- Born: John Whittemore Gowen September 5, 1893 Evinston, Florida
- Died: September 14, 1967 (aged 74) Fort Collins, Colorado
- Education: University of Maine Columbia University
- Known for: Gene expression Radiation biology
- Spouse: Marie Helena Stadler ​ ​(m. 1917⁠–⁠1967)​
- Children: Elaine Stadler Gowen Helen Marie Gowen
- Scientific career
- Fields: Biology Genetics
- Institutions: Iowa State College Colorado State University
- Thesis: A Biometrical Study of Crossing Over: On the Mechanism of Crossing Over in the Third Chromosome of Drosophila Melanogaster (1917)
- Doctoral advisors: Thomas Hunt Morgan Edmund Beecher Wilson
- Other academic advisors: Raymond Pearl
- Doctoral students: C. Clark Cockerham

= John Whittemore Gowen =

American biologist

John Whittemore Gowen (September 5, 1893 – September 14, 1967) was an American biologist and geneticist.

==Biography==
Gowen was born in Evinston, Florida, on September 5, 1893, to Charles Hayes and Gertrude Whittemore Gowen. He received his B.S. and M.S. degrees from the University of Maine in 1914 and 1915, respectively. His advisor for his master's degree was Raymond Pearl. In 1917, he received his Ph.D. from Columbia University, where his advisors were Edmund Beecher Wilson and Thomas Hunt Morgan. Gowen then worked as a biologist at the Maine Agricultural Experimental Station until 1926, when he joined the Rockefeller Institute for Medical Research as a research associate.

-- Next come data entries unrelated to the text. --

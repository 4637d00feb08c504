//! RGB color value used across the decoder, sampler and palette.
//!
//! Decoded frames store pixels as packed `0xAARRGGBB` words. Everything past
//! the decoder works with [`Rgb`], which drops the alpha channel: the sampler
//! and the palette only ever compare the three color channels.

use std::fmt;
use std::str::FromStr;

use serde::{Serialize, Serializer};

/// Largest possible [`Rgb::manhattan_distance`] (255 on every channel).
pub const MAX_DISTANCE: u32 = 3 * 255;

/// Errors from parsing a hexadecimal color string.
#[derive(Debug, Clone, PartialEq, Eq, thiserror::Error)]
pub enum ParseRgbError {
    /// The string is not exactly six characters long.
    #[error("expected 6 hex digits, got {0} characters")]
    InvalidLength(usize),

    /// The string contains a non-hexadecimal character.
    #[error("invalid hex digit in '{0}'")]
    InvalidDigit(String),
}

/// An opaque 8-bit-per-channel RGB color.
///
/// Ordering is lexicographic over (red, green, blue), which the sampler uses
/// as its tie-break between equally frequent colors.
#[derive(Debug, Clone, Copy, PartialEq, Eq, Hash, PartialOrd, Ord, Default)]
pub struct Rgb {
    pub r: u8,
    pub g: u8,
    pub b: u8,
}

impl Rgb {
    pub const fn new(r: u8, g: u8, b: u8) -> Self {
        Self { r, g, b }
    }

    /// Extract the color channels of a packed `0xAARRGGBB` word.
    #[inline]
    pub const fn from_argb(argb: u32) -> Self {
        Self {
            r: ((argb >> 16) & 0xff) as u8,
            g: ((argb >> 8) & 0xff) as u8,
            b: (argb & 0xff) as u8,
        }
    }

    /// Pack into a `0xAARRGGBB` word with full opacity.
    #[inline]
    pub const fn to_argb(self) -> u32 {
        0xff00_0000 | ((self.r as u32) << 16) | ((self.g as u32) << 8) | self.b as u32
    }

    /// Parse a 6-digit hexadecimal `RRGGBB` string (no `#` prefix).
    pub fn from_hex(hex: &str) -> Result<Self, ParseRgbError> {
        if hex.len() != 6 {
            return Err(ParseRgbError::InvalidLength(hex.chars().count()));
        }
        if !hex.bytes().all(|b| b.is_ascii_hexdigit()) {
            return Err(ParseRgbError::InvalidDigit(hex.to_string()));
        }
        let value = u32::from_str_radix(hex, 16)
            .map_err(|_| ParseRgbError::InvalidDigit(hex.to_string()))?;
        Ok(Self::from_argb(value))
    }

    /// Format as an uppercase `RRGGBB` string.
    pub fn to_hex(self) -> String {
        format!("{:02X}{:02X}{:02X}", self.r, self.g, self.b)
    }

    /// Add `amount` to every channel, saturating at 255.
    #[inline]
    pub fn brighten(self, amount: u8) -> Self {
        Self {
            r: self.r.saturating_add(amount),
            g: self.g.saturating_add(amount),
            b: self.b.saturating_add(amount),
        }
    }

    /// Sum of absolute per-channel differences, in `[0, 765]`.
    #[inline]
    pub fn manhattan_distance(self, other: Rgb) -> u32 {
        self.r.abs_diff(other.r) as u32
            + self.g.abs_diff(other.g) as u32
            + self.b.abs_diff(other.b) as u32
    }
}

impl fmt::Display for Rgb {
    fn fmt(&self, f: &mut fmt::Formatter<'_>) -> fmt::Result {
        write!(f, "#{}", self.to_hex())
    }
}

impl FromStr for Rgb {
    type Err = ParseRgbError;

    fn from_str(s: &str) -> Result<Self, Self::Err> {
        Self::from_hex(s.trim_start_matches('#'))
    }
}

impl Serialize for Rgb {
    fn serialize<S: Serializer>(&self, serializer: S) -> Result<S::Ok, S::Error> {
        serializer.serialize_str(&self.to_string())
    }
}
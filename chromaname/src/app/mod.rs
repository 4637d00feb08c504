//! Application bootstrap for hosts.
//!
//! Turns the user configuration into a ready [`ColorClassifier`]:
//!
//! ```text
//! ConfigFile ──► AppConfig ──► ColorNameApp::start ──► Arc<ColorClassifier>
//!   (ini)         palette source      loads palette
//!                 sampler settings    wires sampler config
//!                 logging settings
//! ```
//!
//! [`ColorClassifier`]: crate::classifier::ColorClassifier
//!
//! # Example
//!
//! ```
//! use chromaname::app::{AppConfig, ColorNameApp};
//!
//! let app = ColorNameApp::start(AppConfig::default())?;
//! assert!(!app.classifier().palette().is_empty());
//! # Ok::<(), chromaname::app::AppError>(())
//! ```

mod bootstrap;
mod config;
mod error;

pub use bootstrap::ColorNameApp;
pub use config::{AppConfig, PaletteSource};
pub use error::AppError;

In 1937, Gowen joined the faculty of Iowa State College as a professor of genetics. He was head of the Department of Genetics there from 1948 to 1959. In 1964, he retired from Iowa State to become Professor of radiation biology and genetics at Colorado State University, a position he held until his death.

Gowen's research focused on gene expression and the genetics of disease resistance, as well as the biological effects of exposure to radiation. He was a member of the Biometric Society, the American Genetic Association, the Institute of Mathematical Statistics, and the American Association for the Advancement of Science. He served as president of the Genetics Society of America in 1952.

Gowen married Marie Helena Stadler on September 10, 1917. They had two children: Elaine Stadler and Helen Marie. Gowen died on September 14, 1967, in Fort Collins, Colorado.